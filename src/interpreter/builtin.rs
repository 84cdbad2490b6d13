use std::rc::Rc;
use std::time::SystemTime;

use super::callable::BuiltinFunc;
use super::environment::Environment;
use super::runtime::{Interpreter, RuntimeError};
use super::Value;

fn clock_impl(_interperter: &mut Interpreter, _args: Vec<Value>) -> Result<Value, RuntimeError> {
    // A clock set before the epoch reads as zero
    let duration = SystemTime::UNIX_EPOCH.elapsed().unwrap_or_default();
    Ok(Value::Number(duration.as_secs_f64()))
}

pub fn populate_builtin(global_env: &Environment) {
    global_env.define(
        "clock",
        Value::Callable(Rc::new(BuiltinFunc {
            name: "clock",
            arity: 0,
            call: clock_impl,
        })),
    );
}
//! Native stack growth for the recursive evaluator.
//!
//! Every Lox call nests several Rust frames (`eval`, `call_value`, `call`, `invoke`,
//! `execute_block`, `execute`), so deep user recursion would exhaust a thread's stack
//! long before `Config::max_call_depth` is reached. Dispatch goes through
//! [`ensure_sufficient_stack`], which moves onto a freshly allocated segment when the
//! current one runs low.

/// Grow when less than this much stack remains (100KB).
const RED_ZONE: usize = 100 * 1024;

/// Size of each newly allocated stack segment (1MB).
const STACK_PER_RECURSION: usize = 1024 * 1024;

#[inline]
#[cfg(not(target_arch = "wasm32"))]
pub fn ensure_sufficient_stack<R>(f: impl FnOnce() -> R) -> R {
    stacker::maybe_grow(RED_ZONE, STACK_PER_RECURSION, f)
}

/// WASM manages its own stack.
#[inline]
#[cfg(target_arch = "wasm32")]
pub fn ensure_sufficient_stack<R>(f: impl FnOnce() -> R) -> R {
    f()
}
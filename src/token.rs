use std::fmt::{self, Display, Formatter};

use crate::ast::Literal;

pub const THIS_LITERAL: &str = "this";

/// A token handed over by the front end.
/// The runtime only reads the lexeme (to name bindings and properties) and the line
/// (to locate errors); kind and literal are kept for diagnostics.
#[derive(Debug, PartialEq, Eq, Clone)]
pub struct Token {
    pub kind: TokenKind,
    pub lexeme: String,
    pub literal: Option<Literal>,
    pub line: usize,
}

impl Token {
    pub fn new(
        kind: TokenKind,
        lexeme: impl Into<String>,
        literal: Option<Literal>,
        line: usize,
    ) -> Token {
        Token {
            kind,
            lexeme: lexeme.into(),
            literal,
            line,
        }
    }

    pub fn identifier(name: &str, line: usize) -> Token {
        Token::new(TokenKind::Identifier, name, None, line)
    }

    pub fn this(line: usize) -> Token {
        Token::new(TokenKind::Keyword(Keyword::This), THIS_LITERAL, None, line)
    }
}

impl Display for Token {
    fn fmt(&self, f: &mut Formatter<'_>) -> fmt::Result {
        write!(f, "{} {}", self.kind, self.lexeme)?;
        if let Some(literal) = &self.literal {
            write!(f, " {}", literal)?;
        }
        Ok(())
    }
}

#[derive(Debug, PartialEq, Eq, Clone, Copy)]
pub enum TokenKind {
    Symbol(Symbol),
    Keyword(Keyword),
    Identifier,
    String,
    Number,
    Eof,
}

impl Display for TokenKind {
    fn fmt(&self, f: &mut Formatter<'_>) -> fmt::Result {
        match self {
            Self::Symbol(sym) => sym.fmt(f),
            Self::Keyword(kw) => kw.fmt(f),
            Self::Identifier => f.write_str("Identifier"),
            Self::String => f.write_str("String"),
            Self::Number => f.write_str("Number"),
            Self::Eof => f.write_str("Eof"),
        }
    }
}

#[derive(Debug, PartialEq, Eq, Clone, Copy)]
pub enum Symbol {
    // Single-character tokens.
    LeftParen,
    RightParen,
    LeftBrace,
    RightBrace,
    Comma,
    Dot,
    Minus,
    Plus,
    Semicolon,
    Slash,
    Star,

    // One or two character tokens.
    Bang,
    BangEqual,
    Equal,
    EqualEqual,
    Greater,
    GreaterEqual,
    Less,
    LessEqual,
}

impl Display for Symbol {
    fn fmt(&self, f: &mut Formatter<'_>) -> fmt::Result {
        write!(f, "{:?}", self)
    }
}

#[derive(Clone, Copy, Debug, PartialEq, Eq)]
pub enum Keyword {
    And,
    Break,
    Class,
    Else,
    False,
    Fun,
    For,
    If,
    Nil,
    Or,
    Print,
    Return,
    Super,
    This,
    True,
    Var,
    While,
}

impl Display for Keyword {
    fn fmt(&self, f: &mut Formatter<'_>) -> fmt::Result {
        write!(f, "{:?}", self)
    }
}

> **Work instructions**
Beginning with the very first line of the records above, please retype each line through the one that has "pub struct Token", and add nothing.

> **Written response**
filename src/interpreter/builtin.rs
repository 84cdbad2490b6d13
use std::rc::Rc;
use std::time::SystemTime;

use super::callable::BuiltinFunc;
use super::environment::Environment;
use super::runtime::{Interpreter, RuntimeError};
use super::Value;

fn clock_impl(_interperter: &mut Interpreter, _args: Vec<Value>) -> Result<Value, RuntimeError> {
    // A clock set before the epoch reads as zero
    let duration = SystemTime::UNIX_EPOCH.elapsed().unwrap_or_default();
    Ok(Value::Number(duration.as_secs_f64()))
}

pub fn populate_builtin(global_env: &Environment) {
    global_env.define(
        "clock",
        Value::Callable(Rc::new(BuiltinFunc {
            name: "clock",
            arity: 0,
            call: clock_impl,
        })),
    );
}
//! Native stack growth for the recursive evaluator.
//!
//! Every Lox call nests several Rust frames (`eval`, `call_value`, `call`, `invoke`,
//! `execute_block`, `execute`), so deep user recursion would exhaust a thread's stack
//! long before `Config::max_call_depth` is reached. Dispatch goes through
//! [`ensure_sufficient_stack`], which moves onto a freshly allocated segment when the
//! current one runs low.

/// Grow when less than this much stack remains (100KB).
const RED_ZONE: usize = 100 * 1024;

/// Size of each newly allocated stack segment (1MB).
const STACK_PER_RECURSION: usize = 1024 * 1024;

#[inline]
#[cfg(not(target_arch = "wasm32"))]
pub fn ensure_sufficient_stack<R>(f: impl FnOnce() -> R) -> R {
    stacker::maybe_grow(RED_ZONE, STACK_PER_RECURSION, f)
}

/// WASM manages its own stack.
#[inline]
#[cfg(target_arch = "wasm32")]
pub fn ensure_sufficient_stack<R>(f: impl FnOnce() -> R) -> R {
    f()
}
filename src/token.rs
use std::fmt::{self, Display, Formatter};

use crate::ast::Literal;

pub const THIS_LITERAL: &str = "this";

/// A token handed over by the front end.
/// The runtime only reads the lexeme (to name bindings and properties) and the line
/// (to locate errors); kind and literal are kept for diagnostics.
#[derive(Debug, PartialEq, Eq, Clone)]
pub struct Token {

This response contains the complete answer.